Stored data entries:
-.-.-
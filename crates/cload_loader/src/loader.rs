//! The compiled-extension loader.
//!
//! [`CLoader`] claims module paths backed by foreign source files under its
//! search roots. Loading a unit fingerprints its inputs, reuses the cached
//! artifact when the fingerprint matches, and otherwise builds, records the
//! transcript, and commits the new artifact before loading it. Builds of
//! one unit are serialized within the process; a failed build leaves the
//! cache as it was.

use std::collections::HashMap;
use std::path::{Path, PathBuf};
use std::sync::atomic::{AtomicBool, AtomicUsize, Ordering};
use std::sync::Arc;

use cload_cache::{BuildLocks, CacheEntry, CacheError, Lookup, SourceStamp, UnitCache};
use cload_common::{AttemptId, Fingerprint, Role, SourceLanguage, SourceUnit, UnitIdentity};
use cload_config::{
    load_config, load_sidecar, resolve_settings, role_from_environment, LoaderConfig, Settings,
    UnitSidecar, CONFIG_FILE,
};
use cload_toolchain::injection::check_role;
use cload_toolchain::{BuildRequest, BuildStatus, InjectionTable, Invoker, Phase, Prober};
use parking_lot::{Mutex, RwLock};

use crate::error::{ImportError, ToolError};
use crate::module::Module;
use crate::native;
use crate::runtime::{Finder, Loader, Runtime};

/// Id under which the loader is installed in a [`Runtime`].
pub const FINDER_ID: &str = "cload";

/// Reported to observers after every successful load.
#[derive(Clone, Debug, PartialEq, Eq)]
pub struct LoadEvent {
    /// Module path of the unit.
    pub module: String,
    /// The artifact that was loaded.
    pub artifact: PathBuf,
    /// Role the artifact was built for.
    pub role: Role,
    /// `true` when no build ran.
    pub cache_hit: bool,
}

type Observer = Box<dyn Fn(&LoadEvent) + Send + Sync>;

struct Inner {
    settings: Settings,
    prober: Arc<Prober>,
    injections: Option<Arc<InjectionTable>>,
    cancel: Option<Arc<AtomicBool>>,
    invokers: Mutex<HashMap<Role, Arc<Invoker>>>,
    observers: RwLock<Vec<Observer>>,
    builds: AtomicUsize,
}

/// Loader for foreign-source extension modules. Clones share state.
#[derive(Clone)]
pub struct CLoader {
    inner: Arc<Inner>,
}

/// Configures a [`CLoader`].
pub struct CLoaderBuilder {
    settings: Settings,
    prober: Option<Arc<Prober>>,
    injections: Option<InjectionTable>,
    cancel: Option<Arc<AtomicBool>>,
}

impl CLoaderBuilder {
    /// Uses `prober` instead of the process-wide prober for the configured
    /// toolchain.
    pub fn prober(mut self, prober: Arc<Prober>) -> Self {
        self.prober = Some(prober);
        self
    }

    /// Forces failures of toolchain steps listed in `table`. Test role only.
    pub fn injections(mut self, table: InjectionTable) -> Self {
        self.injections = Some(table);
        self
    }

    /// Abandons running builds once `flag` is raised.
    pub fn cancel_flag(mut self, flag: Arc<AtomicBool>) -> Self {
        self.cancel = Some(flag);
        self
    }

    /// Creates the loader.
    pub fn build(self) -> Result<CLoader, ImportError> {
        if self.injections.is_some() {
            check_role(self.settings.role)?;
        }
        let prober = self
            .prober
            .unwrap_or_else(|| Prober::shared(&self.settings.toolchain));
        Ok(CLoader {
            inner: Arc::new(Inner {
                settings: self.settings,
                prober,
                injections: self.injections.map(Arc::new),
                cancel: self.cancel,
                invokers: Mutex::new(HashMap::new()),
                observers: RwLock::new(Vec::new()),
                builds: AtomicUsize::new(0),
            }),
        })
    }
}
-.-.-
* _Work to complete_
Copy each line of the data exactly, leaving nothing out.

* _Solution to this problem_
filename crates/cload_loader/src/loader.rs
//! The compiled-extension loader.
//!
//! [`CLoader`] claims module paths backed by foreign source files under its
//! search roots. Loading a unit fingerprints its inputs, reuses the cached
//! artifact when the fingerprint matches, and otherwise builds, records the
//! transcript, and commits the new artifact before loading it. Builds of
//! one unit are serialized within the process; a failed build leaves the
//! cache as it was.

use std::collections::HashMap;
use std::path::{Path, PathBuf};
use std::sync::atomic::{AtomicBool, AtomicUsize, Ordering};
use std::sync::Arc;

use cload_cache::{BuildLocks, CacheEntry, CacheError, Lookup, SourceStamp, UnitCache};
use cload_common::{AttemptId, Fingerprint, Role, SourceLanguage, SourceUnit, UnitIdentity};
use cload_config::{
    load_config, load_sidecar, resolve_settings, role_from_environment, LoaderConfig, Settings,
    UnitSidecar, CONFIG_FILE,
};
use cload_toolchain::injection::check_role;
use cload_toolchain::{BuildRequest, BuildStatus, InjectionTable, Invoker, Phase, Prober};
use parking_lot::{Mutex, RwLock};

use crate::error::{ImportError, ToolError};
use crate::module::Module;
use crate::native;
use crate::runtime::{Finder, Loader, Runtime};

/// Id under which the loader is installed in a [`Runtime`].
pub const FINDER_ID: &str = "cload";

/// Reported to observers after every successful load.
#[derive(Clone, Debug, PartialEq, Eq)]
pub struct LoadEvent {
    /// Module path of the unit.
    pub module: String,
    /// The artifact that was loaded.
    pub artifact: PathBuf,
    /// Role the artifact was built for.
    pub role: Role,
    /// `true` when no build ran.
    pub cache_hit: bool,
}

type Observer = Box<dyn Fn(&LoadEvent) + Send + Sync>;

struct Inner {
    settings: Settings,
    prober: Arc<Prober>,
    injections: Option<Arc<InjectionTable>>,
    cancel: Option<Arc<AtomicBool>>,
    invokers: Mutex<HashMap<Role, Arc<Invoker>>>,
    observers: RwLock<Vec<Observer>>,
    builds: AtomicUsize,
}

/// Loader for foreign-source extension modules. Clones share state.
#[derive(Clone)]
pub struct CLoader {
    inner: Arc<Inner>,
}

/// Configures a [`CLoader`].
pub struct CLoaderBuilder {
    settings: Settings,
    prober: Option<Arc<Prober>>,
    injections: Option<InjectionTable>,
    cancel: Option<Arc<AtomicBool>>,
}

impl CLoaderBuilder {
    /// Uses `prober` instead of the process-wide prober for the configured
    /// toolchain.
    pub fn prober(mut self, prober: Arc<Prober>) -> Self {
        self.prober = Some(prober);
        self
    }

    /// Forces failures of toolchain steps listed in `table`. Test role only.
    pub fn injections(mut self, table: InjectionTable) -> Self {
        self.injections = Some(table);
        self
    }

    /// Abandons running builds once `flag` is raised.
    pub fn cancel_flag(mut self, flag: Arc<AtomicBool>) -> Self {
        self.cancel = Some(flag);
        self
    }

    /// Creates the loader.
    pub fn build(self) -> Result<CLoader, ImportError> {
        if self.injections.is_some() {
            check_role(self.settings.role)?;
        }
        let prober = self
            .prober
            .unwrap_or_else(|| Prober::shared(&self.settings.toolchain));
        Ok(CLoader {
            inner: Arc::new(Inner {
                settings: self.settings,
                prober,
                injections: self.injections.map(Arc::new),
                cancel: self.cancel,
                invokers: Mutex::new(HashMap::new()),
                observers: RwLock::new(Vec::new()),
                builds: AtomicUsize::new(0),
            }),
        })
    }
}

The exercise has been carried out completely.